Impianti tecnologicamente sofisticati richiedono tuttavia del personale preparato, in grado di gestire l’inevitabile complessità tecnologica, e, come già detto, costi di esercizio relativamente bassi. Potrebbe voler dire che l’utilizzo di tecnologie avanzate e la mancata necessità di estrarre e affinare la materia prima portino a una diminuzione della forza-lavoro? In altre parole, potremmo raggiungere il paradosso teorizzato da Karl Marx? Figlio di altri tempi, certo, ma le contraddizioni di cui parlava erano proprio legate al progresso tecnologico: per aumentare la produttività, il sistema capitalista avrebbe investito sempre di più in tecnologia, necessitando sempre meno di forza-lavoro, che tuttavia è l’unica fonte che produce plusvalore, e così facendo il sistema avrebbe progressivamente diminuito il profitto. Al di là della provocazione, è seria la riflessione da fare sulle scelte socioeconomiche che dovranno accompagnare una giusta e necessaria transizione energetica.

Ultimo ma non da ultimo, dovremo tenere conto anche della conversione dell’intera rete di distribuzione energetica, assicurarne il potenziamento in certe zone, garantire le interconnessioni fra paesi e chiederci cosa comporterebbe sul mercato mondiale una «generazione distribuita». Se la volontà fosse quella di mantenerla centralizzata, cioè di prevedere comunque la realizzazione di grandi centrali che vendono e distribuiscono l’energia proprio come adesso, i mercati sarebbero, con ogni probabilità, in grado di superare la transizione senza eccessivi sconvolgimenti: si pensi al gigante Shell, il cui nuovo piano consiste nella riduzione dei costi di produzione di gas e petrolio e concentrarsi sul mercato dell'energia rinnovabile ed elettrica; o a Eni, il cui progetto è non solo quello di riconvertire le relative infrastrutture per la cattura e lo stoccaggio permanente della CO2, ma anche di sviluppare nuove tecnologie per le energie rinnovabilie.
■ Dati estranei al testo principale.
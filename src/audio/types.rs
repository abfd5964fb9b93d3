use std::fmt;
use std::sync::Arc;

use crate::time;

/// Decoded audio data held in memory by the output engine.
#[derive(Clone, Debug)]
pub struct AudioData {
    /// Interleaved samples normalized to [-1.0, 1.0].
    pub samples: Vec<f32>,
    pub sample_rate: u32,
    pub channels: u16,
    /// Duration in milliseconds.
    pub duration_ms: u64,
}

impl AudioData {
    /// Total number of frames (samples per channel).
    pub fn num_frames(&self) -> usize {
        self.samples.len() / self.channels.max(1) as usize
    }

    /// Frame index for a millisecond offset, clamped to the end of the data.
    pub fn frame_at(&self, millis: u64) -> usize {
        let frame = millis as u128 * self.sample_rate as u128 / 1000;
        (frame as usize).min(self.num_frames())
    }

    /// Millisecond offset of a frame index.
    pub fn millis_at(&self, frame: usize) -> u64 {
        if self.sample_rate == 0 {
            return 0;
        }
        (frame as u128 * 1000 / self.sample_rate as u128) as u64
    }
}

/// Sample encoding reported by a track.
#[derive(Clone, Debug, PartialEq, Eq)]
pub enum PcmEncoding {
    Pcm8,
    Pcm16,
    Pcm24,
    Pcm32,
    Float,
    Other(String),
}

impl fmt::Display for PcmEncoding {
    fn fmt(&self, f: &mut fmt::Formatter<'_>) -> fmt::Result {
        match self {
            PcmEncoding::Pcm8 => write!(f, "PCM 8-bit"),
            PcmEncoding::Pcm16 => write!(f, "PCM 16-bit"),
            PcmEncoding::Pcm24 => write!(f, "PCM 24-bit"),
            PcmEncoding::Pcm32 => write!(f, "PCM 32-bit"),
            PcmEncoding::Float => write!(f, "PCM float"),
            PcmEncoding::Other(name) => write!(f, "{name}"),
        }
    }
}

/// Track metadata as reported by an extractor. Absent fields are unconstrained.
#[derive(Clone, Debug, Default, PartialEq, Eq)]
pub struct TrackFormat {
    pub encoding: Option<PcmEncoding>,
    pub channel_count: Option<u16>,
    pub sample_rate: Option<u32>,
}

/// A loaded source: what the user picked plus its validated format.
#[derive(Clone, Debug)]
pub struct AudioSource {
    pub title: String,
    pub byte_length: Option<u64>,
    pub format: TrackFormat,
}

/// Decoded amplitudes, one per sample, in temporal order.
pub type AmplitudeSequence = Arc<[i16]>;

/// Lifecycle of the loaded media.
#[derive(Debug, Clone, Copy, PartialEq, Eq, Default)]
pub enum PlaybackState {
    #[default]
    Uninitialized,
    Prepared,
    Playing,
}

/// Current timestamp and total duration, both in milliseconds.
#[derive(Debug, Clone, Copy, PartialEq, Eq, Default)]
pub struct PlaybackPosition {
    pub timestamp_ms: u64,
    pub duration_ms: u64,
}

impl PlaybackPosition {
    /// Seek-bar progress on the `0..=MAX_PROGRESS` scale.
    pub fn progress(&self) -> u32 {
        time::millis_to_progress(self.timestamp_ms, self.duration_ms)
    }
}

/// Commands sent from the control thread to the audio callback.
#[derive(Debug, Clone)]
pub enum AudioCommand {
    Load(Arc<AudioData>),
    Play,
    Pause,
    Seek(usize),
    Unload,
}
In altre parole, con la preparazione alla transizione energetica delle grandi compagnie di petrolio e gas, l’ambiente diventa il nuovo dominio di profitto per il capitalismo finanziario.

Se, invece, optassimo per una «generazione distribuita», cioè non più grandi centrali collegate a grandi reti, ma una moltitudine di piccole e medie unità produttive distribuite sul territorio, a basso voltaggio e direttamente collegate all’utenza finale, un tale passaggio risulterebbe una totale rivoluzione per il mercato mondiale. Ci troviamo di fronte a un cambiamento epocale, un passaggio che non ha precedenti e che deve generare domande e trovare risposte. Una transizione energetica indispensabile per noi e per il sistema terra, che richiederà un cambio di paradigma.